The reason I mention free shipping as an option to the contiguous US only, is because it is the only formula I know that works well. Beyond that, it starts costing you money.

In lieu of offering a free shipping option for every item, you can also set a pre-determined dollar amount that, when reached, triggers the free shipping option. However, keep in mind that by doing so, you risk losing a few sales as some customers do not like to add additional items they may or may not need, just to get free shipping, so keep that in mind.

Offering Free Shipping simplifies the purchase process and decision, as it takes the “thinking” part out of the equation.

Maybe the time's right for you to give Free Shipping a try?

Sunday, February 16, 2014

Negative SEO

What happens if an unscrupulous competitor—posing as you—decides to try to gain an edge by buying lots of links on a "bad neighborhood" or a link farm?

The answer is "no one knows," which is scary.

I've always wondered why Google chooses to give signals from questionable sites, any weight.
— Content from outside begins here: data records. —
//! Effective-medium rules for roughness interlayers.

use nalgebra::Complex;
use ndarray::Array1;

use crate::config::EMA_FILL_FRACTION;
use crate::settings::EmaModel;

#[cfg(test)]
mod tests {
    use super::*;

    fn arr(v: &[f64]) -> Array1<f64> {
        Array1::from(v.to_vec())
    }

    #[test]
    fn permittivity_round_trip() {
        let (n, k) = nk_from_permittivity(permittivity(3.5, 0.2));
        assert!((n - 3.5).abs() < 1e-12);
        assert!((k - 0.2).abs() < 1e-12);
    }

    #[test]
    fn identical_media_are_unchanged() {
        for model in [EmaModel::Mean, EmaModel::Bruggeman, EmaModel::MaxwellGarnett] {
            let (n, k) = mix(model, (&arr(&[2.0]), &arr(&[0.1])), (&arr(&[2.0]), &arr(&[0.1])));
            assert!((n[0] - 2.0).abs() < 1e-12, "{:?}", model);
            assert!((k[0] - 0.1).abs() < 1e-12, "{:?}", model);
        }
    }

    #[test]
    fn mixtures_lie_between_components() {
        let a = (arr(&[1.0]), arr(&[0.0]));
        let b = (arr(&[2.0]), arr(&[0.0]));
        for model in [EmaModel::Mean, EmaModel::Bruggeman, EmaModel::MaxwellGarnett] {
            let (n, k) = mix(model, (&a.0, &a.1), (&b.0, &b.1));
            assert!(n[0] > 1.0 && n[0] < 2.0, "{:?}: {}", model, n[0]);
            assert!(k[0].abs() < 1e-12);
        }
        let (n, _) = mix(EmaModel::Mean, (&a.0, &a.1), (&b.0, &b.1));
        assert_eq!(n[0], 1.5);
    }

    #[test]
    fn bruggeman_solves_the_balance_equation() {
        let ea = permittivity(1.0, 0.0);
        let eb = permittivity(3.0, 0.5);
        let e = bruggeman(ea, eb);
        let f = EMA_FILL_FRACTION;
        let residual = (1.0 - f) * (ea - e) / (ea + 2.0 * e) + f * (eb - e) / (eb + 2.0 * e);
        assert!(residual.norm() < 1e-12);
        assert!(e.im >= 0.0);
    }
}

/// Complex permittivity (n² − k²) + 2ink.
pub fn permittivity(n: f64, k: f64) -> Complex<f64> {
    Complex::new(n * n - k * k, 2.0 * n * k)
}

/// Refractive index and extinction coefficient of a permittivity.
pub fn nk_from_permittivity(e: Complex<f64>) -> (f64, f64) {
    let modulus = e.norm();
    ((0.5 * (e.re + modulus)).sqrt(), (0.5 * (-e.re + modulus)).max(0.0).sqrt())
}

/// Symmetric Bruggeman medium of `ea` and `eb`, the root with non-negative absorption.
pub fn bruggeman(ea: Complex<f64>, eb: Complex<f64>) -> Complex<f64> {
    let f = EMA_FILL_FRACTION;
    let b = ((2.0 - 3.0 * f) * ea + (3.0 * f - 1.0) * eb) / 4.0;
    let root = (b * b + ea * eb / 2.0).sqrt();
    let e = b + root;
    if e.im < 0.0 {
        b - root
    } else {
        e
    }
}

/// Maxwell-Garnett medium with `eb` as inclusions in host `ea`.
pub fn maxwell_garnett(ea: Complex<f64>, eb: Complex<f64>) -> Complex<f64> {
    let f = EMA_FILL_FRACTION;
    ea * (2.0 * f * (eb - ea) + eb + 2.0 * ea) / (2.0 * ea + eb - f * (eb - ea))
}

/// Mixes the index curves above (`a`) and below (`b`) a roughness interlayer.
pub fn mix(
    model: EmaModel,
    a: (&Array1<f64>, &Array1<f64>),
    b: (&Array1<f64>, &Array1<f64>),
) -> (Array1<f64>, Array1<f64>) {
    if model == EmaModel::Mean {
        return ((a.0 + b.0) / 2.0, (a.1 + b.1) / 2.0);
    }
    let len = a.0.len();
    let mut n = Array1::zeros(len);
    let mut k = Array1::zeros(len);
    for i in 0..len {
        let ea = permittivity(a.0[i], a.1[i]);
        let eb = permittivity(b.0[i], b.1[i]);
        let e = match model {
            EmaModel::Bruggeman => bruggeman(ea, eb),
            _ => maxwell_garnett(ea, eb),
        };
        (n[i], k[i]) = nk_from_permittivity(e);
    }
    (n, k)
}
Based on emails they send to Webmasters who violate the (always changing) rules, Google is clearly aware of who these questionable sites are, yet they place the burden on the site they're penalizing, whether that Webmaster has purchased links or not.

I guess I missed that memo where it was explained that Google—in its infinite wisdom—was to police the Internet and issue tickets to those who broke the unpublished speed limit. In addition to tickets, they could also remove your site from circulating on their private highways by removing it from their index.

You would be able to request a "hearing" of sorts if you asked those bad sites to remove the links, and if they did not comply, you should explain that part in your request for Google to remove the penalties imposed on your site.

Again, if Google knows which are the "bad" sites, they could easily stop giving them any credit, unless they want to make darn sure that those who choose to do business with these bad seeds, suffer the consequences for their actions.

But what happens if a particular site that has been accused of having links from a link farm, for example, did not purchase those links? This, in my opinion, leaves the field wide-open to those people with no shame or conscience who believe that in order to have the tallest building in town, they must burn everyone else's, and that's a horrible situation.

I have no proof that this kind of negative SEO is real but, from what I've read in the past, it is not only possible but probable.

More than a few things have to change and soon. Google with its lack of guidance continues to hurt many, and that has to stop.

Of course negative SEO is not limited to links bought on link farms and such. It can also include things such as bad reviews, scraping content, and much more.

Even though the "www" acronym is usually used to identify the World Wide Web, sometimes it feels like the Wild Wild West.